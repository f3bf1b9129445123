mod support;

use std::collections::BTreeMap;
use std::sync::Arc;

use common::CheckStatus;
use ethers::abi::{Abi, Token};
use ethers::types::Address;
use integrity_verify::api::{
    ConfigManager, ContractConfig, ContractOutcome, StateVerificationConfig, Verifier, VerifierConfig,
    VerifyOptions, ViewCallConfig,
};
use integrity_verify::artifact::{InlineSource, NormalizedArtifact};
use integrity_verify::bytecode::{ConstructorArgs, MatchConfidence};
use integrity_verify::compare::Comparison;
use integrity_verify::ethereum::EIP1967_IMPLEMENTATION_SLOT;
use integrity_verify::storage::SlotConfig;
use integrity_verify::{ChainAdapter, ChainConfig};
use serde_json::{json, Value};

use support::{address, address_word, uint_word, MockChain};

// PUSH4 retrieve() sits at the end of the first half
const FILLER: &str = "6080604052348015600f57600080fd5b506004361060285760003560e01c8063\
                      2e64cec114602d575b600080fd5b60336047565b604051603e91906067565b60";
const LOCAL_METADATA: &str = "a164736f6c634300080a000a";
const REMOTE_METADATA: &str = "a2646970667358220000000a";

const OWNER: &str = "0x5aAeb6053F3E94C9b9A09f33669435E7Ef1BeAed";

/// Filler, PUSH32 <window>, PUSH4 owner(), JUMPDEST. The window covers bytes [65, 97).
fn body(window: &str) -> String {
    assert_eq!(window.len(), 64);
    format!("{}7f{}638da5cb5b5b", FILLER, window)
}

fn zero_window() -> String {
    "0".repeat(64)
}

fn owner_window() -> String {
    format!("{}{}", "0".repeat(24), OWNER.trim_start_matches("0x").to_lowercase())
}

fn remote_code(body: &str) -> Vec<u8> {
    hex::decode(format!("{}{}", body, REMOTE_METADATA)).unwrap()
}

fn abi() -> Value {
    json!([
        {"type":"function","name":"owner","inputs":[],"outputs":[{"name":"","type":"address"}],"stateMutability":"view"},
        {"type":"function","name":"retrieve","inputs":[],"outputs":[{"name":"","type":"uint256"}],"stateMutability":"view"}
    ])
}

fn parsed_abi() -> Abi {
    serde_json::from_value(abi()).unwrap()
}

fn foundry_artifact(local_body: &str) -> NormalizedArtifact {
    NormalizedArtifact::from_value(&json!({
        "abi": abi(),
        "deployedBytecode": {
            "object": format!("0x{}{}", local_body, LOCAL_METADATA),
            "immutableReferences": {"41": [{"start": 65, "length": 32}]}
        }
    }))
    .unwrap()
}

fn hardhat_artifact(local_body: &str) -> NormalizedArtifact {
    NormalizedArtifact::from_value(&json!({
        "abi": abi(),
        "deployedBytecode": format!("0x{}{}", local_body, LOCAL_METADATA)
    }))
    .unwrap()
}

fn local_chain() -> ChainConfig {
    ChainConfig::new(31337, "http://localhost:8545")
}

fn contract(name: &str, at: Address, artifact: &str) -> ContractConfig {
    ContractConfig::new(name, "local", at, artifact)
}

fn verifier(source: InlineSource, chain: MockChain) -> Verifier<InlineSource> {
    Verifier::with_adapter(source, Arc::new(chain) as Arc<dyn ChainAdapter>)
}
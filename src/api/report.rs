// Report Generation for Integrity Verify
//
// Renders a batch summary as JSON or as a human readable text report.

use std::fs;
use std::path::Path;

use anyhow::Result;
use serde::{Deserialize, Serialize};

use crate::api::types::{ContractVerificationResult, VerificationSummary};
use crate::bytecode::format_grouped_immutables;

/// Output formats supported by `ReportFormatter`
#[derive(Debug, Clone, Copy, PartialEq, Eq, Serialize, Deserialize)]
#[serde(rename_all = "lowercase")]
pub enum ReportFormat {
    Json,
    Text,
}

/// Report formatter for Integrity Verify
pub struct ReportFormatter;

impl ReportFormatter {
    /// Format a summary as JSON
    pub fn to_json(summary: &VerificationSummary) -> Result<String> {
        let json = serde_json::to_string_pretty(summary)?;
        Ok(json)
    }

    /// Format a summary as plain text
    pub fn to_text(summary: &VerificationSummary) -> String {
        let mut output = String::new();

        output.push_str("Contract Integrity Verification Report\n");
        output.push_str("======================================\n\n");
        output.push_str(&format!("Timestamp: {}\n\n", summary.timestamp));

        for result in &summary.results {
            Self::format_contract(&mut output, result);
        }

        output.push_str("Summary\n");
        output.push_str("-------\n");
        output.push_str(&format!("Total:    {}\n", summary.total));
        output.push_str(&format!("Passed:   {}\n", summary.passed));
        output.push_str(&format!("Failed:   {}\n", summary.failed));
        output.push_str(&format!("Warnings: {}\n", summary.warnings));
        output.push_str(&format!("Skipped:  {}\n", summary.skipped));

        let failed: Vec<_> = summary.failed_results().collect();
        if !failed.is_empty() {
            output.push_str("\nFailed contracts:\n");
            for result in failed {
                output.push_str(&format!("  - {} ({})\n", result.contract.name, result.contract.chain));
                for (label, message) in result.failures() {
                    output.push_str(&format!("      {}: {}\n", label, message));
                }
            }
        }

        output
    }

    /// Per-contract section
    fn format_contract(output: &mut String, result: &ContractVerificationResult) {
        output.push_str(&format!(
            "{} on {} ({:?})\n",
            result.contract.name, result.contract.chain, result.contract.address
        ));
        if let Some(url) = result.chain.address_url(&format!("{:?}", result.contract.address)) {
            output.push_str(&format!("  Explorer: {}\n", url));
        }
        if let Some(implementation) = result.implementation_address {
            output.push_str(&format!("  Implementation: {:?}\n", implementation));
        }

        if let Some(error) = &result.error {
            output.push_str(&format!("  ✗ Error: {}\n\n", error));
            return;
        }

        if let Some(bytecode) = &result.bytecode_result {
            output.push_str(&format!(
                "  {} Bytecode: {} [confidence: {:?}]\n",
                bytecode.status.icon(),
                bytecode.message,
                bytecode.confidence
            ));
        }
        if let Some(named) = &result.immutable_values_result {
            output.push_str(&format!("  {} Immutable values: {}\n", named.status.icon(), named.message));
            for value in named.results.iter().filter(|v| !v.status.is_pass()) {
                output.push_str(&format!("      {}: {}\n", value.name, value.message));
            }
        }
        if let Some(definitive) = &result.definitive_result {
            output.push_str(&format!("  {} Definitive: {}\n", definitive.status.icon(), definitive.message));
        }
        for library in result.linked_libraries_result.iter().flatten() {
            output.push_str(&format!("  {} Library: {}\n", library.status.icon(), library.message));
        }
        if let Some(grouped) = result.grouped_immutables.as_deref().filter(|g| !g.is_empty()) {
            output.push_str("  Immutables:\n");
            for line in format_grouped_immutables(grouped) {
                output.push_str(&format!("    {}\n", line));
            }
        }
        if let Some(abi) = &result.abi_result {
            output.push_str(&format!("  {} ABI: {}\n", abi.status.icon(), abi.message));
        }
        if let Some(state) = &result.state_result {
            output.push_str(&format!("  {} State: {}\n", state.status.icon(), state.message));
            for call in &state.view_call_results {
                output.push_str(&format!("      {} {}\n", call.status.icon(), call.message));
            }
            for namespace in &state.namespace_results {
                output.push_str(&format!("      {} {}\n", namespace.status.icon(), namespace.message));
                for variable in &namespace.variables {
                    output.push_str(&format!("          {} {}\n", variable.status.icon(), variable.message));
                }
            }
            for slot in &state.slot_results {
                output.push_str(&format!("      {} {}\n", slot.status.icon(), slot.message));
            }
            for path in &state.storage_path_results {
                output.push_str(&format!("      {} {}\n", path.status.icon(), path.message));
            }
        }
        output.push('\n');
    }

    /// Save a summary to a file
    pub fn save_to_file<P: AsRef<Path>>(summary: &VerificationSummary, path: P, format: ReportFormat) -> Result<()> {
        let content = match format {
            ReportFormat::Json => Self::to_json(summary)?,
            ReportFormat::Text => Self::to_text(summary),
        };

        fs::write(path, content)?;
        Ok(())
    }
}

──────

## Task statement
For the string "InlineSource", filter the data and copy out each line where it occurs.

## Task response
use integrity_verify::artifact::{InlineSource, NormalizedArtifact};
fn verifier(source: InlineSource, chain: MockChain) -> Verifier<InlineSource> {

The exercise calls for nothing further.